**Directions**
Return the data below exactly, stopping after the line with "let message = err.to_string();".

Top of Dataset

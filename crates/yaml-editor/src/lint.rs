//! YAML syntax diagnostics.
//!
//! The whole document is parsed on every run. A parse failure becomes a single error
//! diagnostic at the position the parser reports; a clean parse yields no diagnostics.

use std::panic::{self, AssertUnwindSafe};
use thiserror::Error;
use yaml_editor_core::{Diagnostic, Document, LintSource};

/// Source name attached to YAML diagnostics.
pub const YAML_LINT_SOURCE: &str = "yaml";

/// Message used when the parser fails without producing an error value.
pub const PARSER_FAILURE_MESSAGE: &str = "YAML parser failed unexpectedly";

/// A position reported by the parser (1-based line and column, counted in chars).
#[derive(Debug, Clone, Copy, PartialEq, Eq)]
pub struct Mark {
    /// Line number, starting at 1.
    pub line: usize,
    /// Column number, starting at 1.
    pub column: usize,
}

/// A YAML syntax error.
#[derive(Debug, Clone, PartialEq, Eq, Error)]
#[error("{message}")]
pub struct ParseError {
    /// The parser's description, verbatim.
    pub message: String,
    /// Where the parser gave up, if it said.
    pub mark: Option<Mark>,
    /// UTF-8 byte offset of the offending input, for errors raised while reading the text
    /// (e.g. a control character). Such errors carry no usable mark.
    pub byte_offset: Option<usize>,
}

impl From<serde_yaml::Error> for ParseError {
    fn from(err: serde_yaml::Error) -> Self {
        let message = err.to_string();
        let location = err.location();

        // Reader errors report the start of the stream as their location and put the real
        // position at the end of the message.
        let byte_offset = location
            .as_ref()
            .filter(|location| location.index() == 0)
            .and_then(|_| reader_position(&message));
        let mark = location
            .filter(|_| byte_offset.is_none())
            .map(|location| Mark {
                line: location.line(),
                column: location.column(),
            });

        Self {
            message,
            mark,
            byte_offset,
        }
    }
}

fn reader_position(message: &str) -> Option<usize> {
    let (_, position) = message.rsplit_once(" at position ")?;
    position.trim().parse().ok()
}

/// Parse a single YAML document. A stream with more than one document is an error.
pub fn parse_yaml(text: &str) -> Result<serde_yaml::Value, ParseError> {
    Ok(serde_yaml::from_str(text)?)
}

/// Diagnose `doc`. Never fails: problems are reported as diagnostics.
pub fn lint_yaml(doc: &Document) -> Vec<Diagnostic> {
    lint_with(doc, parse_yaml)
}

/// Diagnose `doc` with the given parser.
///
/// A panicking parser yields one generic error diagnostic at offset 0.
pub fn lint_with<F>(doc: &Document, parse: F) -> Vec<Diagnostic>
where
    F: Fn(&str) -> Result<serde_yaml::Value, ParseError>,
{
    let text = doc.text();
    match panic::catch_unwind(AssertUnwindSafe(|| parse(&text))) {
        Ok(Ok(_)) => Vec::new(),
        Ok(Err(err)) => vec![diagnostic_for(doc, &err)],
        Err(_) => {
            tracing::warn!("YAML parser panicked; reporting a generic diagnostic");
            vec![Diagnostic::error(0, 0, PARSER_FAILURE_MESSAGE).with_source(YAML_LINT_SOURCE)]
        }
    }
}

/// Convert a parse error into a point diagnostic.
///
/// A byte offset takes precedence over the mark. Errors with neither are reported at
/// offset 0. Positions past the end of a line or of the document are clamped.
pub fn diagnostic_for(doc: &Document, err: &ParseError) -> Diagnostic {
    let offset = match (err.byte_offset, err.mark) {
        (Some(byte), _) => doc.byte_to_char(byte),
        (None, Some(mark)) => mark_offset(doc, mark),
        (None, None) => 0,
    };
    Diagnostic::error(offset, offset, err.message.clone()).with_source(YAML_LINT_SOURCE)
}

fn mark_offset(doc: &Document, mark: Mark) -> usize {
    match doc.line(mark.line.max(1)) {
        Some(line) => (line.from + mark.column.saturating_sub(1)).min(line.to),
        None => doc.len(),
    }
}

/// [`LintSource`] reporting YAML syntax errors.
#[derive(Debug, Clone, Copy, Default)]
pub struct YamlLinter;

impl LintSource for YamlLinter {
    fn source(&self) -> &str {
        YAML_LINT_SOURCE
    }

    fn lint(&self, doc: &Document) -> Vec<Diagnostic> {
        lint_yaml(doc)
    }
}
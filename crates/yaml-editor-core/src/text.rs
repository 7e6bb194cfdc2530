/// Strip one trailing line break (`\r\n`, `\n`, `\r` or a Unicode line separator).
///
/// `ropey` counts the same set of breaks when splitting lines, so line text and line offsets
/// stay consistent.
pub(crate) fn trim_line_break(line: &str) -> &str {
    if let Some(stripped) = line.strip_suffix("\r\n") {
        return stripped;
    }
    for br in ['\n', '\r', '\u{000B}', '\u{000C}', '\u{0085}', '\u{2028}', '\u{2029}'] {
        if let Some(stripped) = line.strip_suffix(br) {
            return stripped;
        }
    }
    line
}
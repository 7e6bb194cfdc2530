//! Indentation-based folding.
//!
//! YAML nests by indentation, so a line folds everything below it that is indented deeper,
//! up to the first line at the same or a shallower depth.

use yaml_editor_core::{Document, FoldRange, FoldService};

/// Char offset of the first non-whitespace character, or the line length if there is none.
///
/// Blank lines therefore have depth 0 and whitespace-only lines have the depth of their
/// whitespace.
pub fn indentation_depth(text: &str) -> usize {
    text.chars()
        .position(|c| !c.is_whitespace())
        .unwrap_or_else(|| text.chars().count())
}

/// The fold owned by the line containing `from`.
///
/// The fold starts at the end of that line, so the line itself stays visible, and extends
/// to the end of the last line of the deeper-indented run below it. Returns `None` when no
/// line directly below is indented deeper, including on the last line of the document.
pub fn fold_indented(doc: &Document, from: usize, to: usize) -> Option<FoldRange> {
    let line = doc.line_at(from);
    let indent = indentation_depth(&line.text);

    let mut fold_end = to;
    for number in line.number + 1..=doc.lines() {
        let Some(next) = doc.line(number) else {
            break;
        };
        if indentation_depth(&next.text) <= indent {
            break;
        }
        fold_end = next.to;
    }

    if doc.line_at(fold_end).number == line.number {
        return None;
    }
    Some(FoldRange::new(line.to, fold_end))
}

/// [`FoldService`] folding YAML blocks by indentation.
#[derive(Debug, Clone, Copy, Default)]
pub struct IndentFold;

impl FoldService for IndentFold {
    fn fold(&self, doc: &Document, line_from: usize, line_to: usize) -> Option<FoldRange> {
        fold_indented(doc, line_from, line_to)
    }
}
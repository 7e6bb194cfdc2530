//! Diagnostics data model.
//!
//! Diagnostics are derived state: a [`LintSource`](crate::LintSource) produces them from a
//! document snapshot and the view keeps the latest list for gutter markers and inline messages.

use serde::Serialize;

/// Diagnostic severity levels.
#[derive(Debug, Clone, Copy, PartialEq, Eq, PartialOrd, Ord, Hash, Serialize)]
#[serde(rename_all = "lowercase")]
pub enum Severity {
    /// A problem that makes the document invalid.
    Error,
    /// A suspicious construct.
    Warning,
    /// Informational note.
    Info,
}

/// A single reported problem at a point or range in the document.
#[derive(Debug, Clone, PartialEq, Eq, Serialize)]
pub struct Diagnostic {
    /// Range start (char offset, inclusive).
    pub from: usize,
    /// Range end (char offset). Equal to `from` for point diagnostics.
    pub to: usize,
    /// Human-readable message.
    pub message: String,
    /// Severity.
    pub severity: Severity,
    /// The linter that produced the diagnostic (e.g. `"yaml"`).
    #[serde(skip_serializing_if = "Option::is_none")]
    pub source: Option<String>,
}

impl Diagnostic {
    /// Create a diagnostic with the given severity.
    pub fn new(from: usize, to: usize, severity: Severity, message: impl Into<String>) -> Self {
        Self {
            from,
            to,
            message: message.into(),
            severity,
            source: None,
        }
    }

    /// Create an error diagnostic.
    pub fn error(from: usize, to: usize, message: impl Into<String>) -> Self {
        Self::new(from, to, Severity::Error, message)
    }

    /// Attach the producing linter's name.
    pub fn with_source(mut self, source: impl Into<String>) -> Self {
        self.source = Some(source.into());
        self
    }

    /// Keep `from <= to <= len`.
    pub fn clamp_to(mut self, len: usize) -> Self {
        self.to = self.to.min(len);
        self.from = self.from.min(self.to);
        self
    }
}

#[cfg(test)]
mod tests {
    use super::*;

    #[test]
    fn test_clamp_to() {
        let d = Diagnostic::error(10, 20, "x").clamp_to(15);
        assert_eq!((d.from, d.to), (10, 15));

        let d = Diagnostic::error(30, 40, "x").clamp_to(15);
        assert_eq!((d.from, d.to), (15, 15));
    }

    #[test]
    fn test_serialized_shape() {
        let d = Diagnostic::error(3, 3, "bad indentation").with_source("yaml");
        let json = serde_json::to_value(&d).unwrap();
        assert_eq!(
            json,
            serde_json::json!({
                "from": 3,
                "to": 3,
                "message": "bad indentation",
                "severity": "error",
                "source": "yaml",
            })
        );
    }
}
//! Document changes.

/// Replace the chars in `from..to` with `insert`.
#[derive(Debug, Clone, PartialEq, Eq)]
pub struct Change {
    /// Start of the replaced range (char offset).
    pub from: usize,
    /// End of the replaced range (char offset, exclusive).
    pub to: usize,
    /// Inserted text.
    pub insert: String,
}

impl Change {
    /// A general replacement.
    pub fn replace(from: usize, to: usize, insert: impl Into<String>) -> Self {
        Self {
            from,
            to,
            insert: insert.into(),
        }
    }

    /// Insert text at an offset.
    pub fn insert(at: usize, text: impl Into<String>) -> Self {
        Self::replace(at, at, text)
    }

    /// Delete a range.
    pub fn delete(from: usize, to: usize) -> Self {
        Self::replace(from, to, String::new())
    }

    /// Net change in document length (chars).
    pub fn delta(&self) -> isize {
        self.insert.chars().count() as isize - (self.to.saturating_sub(self.from)) as isize
    }
}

Bottom of Dataset

**Answer to the problem**
filename crates/yaml-editor/src/lint.rs
//! YAML syntax diagnostics.
//!
//! The whole document is parsed on every run. A parse failure becomes a single error
//! diagnostic at the position the parser reports; a clean parse yields no diagnostics.

use std::panic::{self, AssertUnwindSafe};
use thiserror::Error;
use yaml_editor_core::{Diagnostic, Document, LintSource};

/// Source name attached to YAML diagnostics.
pub const YAML_LINT_SOURCE: &str = "yaml";

/// Message used when the parser fails without producing an error value.
pub const PARSER_FAILURE_MESSAGE: &str = "YAML parser failed unexpectedly";

/// A position reported by the parser (1-based line and column, counted in chars).
#[derive(Debug, Clone, Copy, PartialEq, Eq)]
pub struct Mark {
    /// Line number, starting at 1.
    pub line: usize,
    /// Column number, starting at 1.
    pub column: usize,
}

/// A YAML syntax error.
#[derive(Debug, Clone, PartialEq, Eq, Error)]
#[error("{message}")]
pub struct ParseError {
    /// The parser's description, verbatim.
    pub message: String,
    /// Where the parser gave up, if it said.
    pub mark: Option<Mark>,
    /// UTF-8 byte offset of the offending input, for errors raised while reading the text
    /// (e.g. a control character). Such errors carry no usable mark.
    pub byte_offset: Option<usize>,
}

impl From<serde_yaml::Error> for ParseError {
    fn from(err: serde_yaml::Error) -> Self {
        let message = err.to_string();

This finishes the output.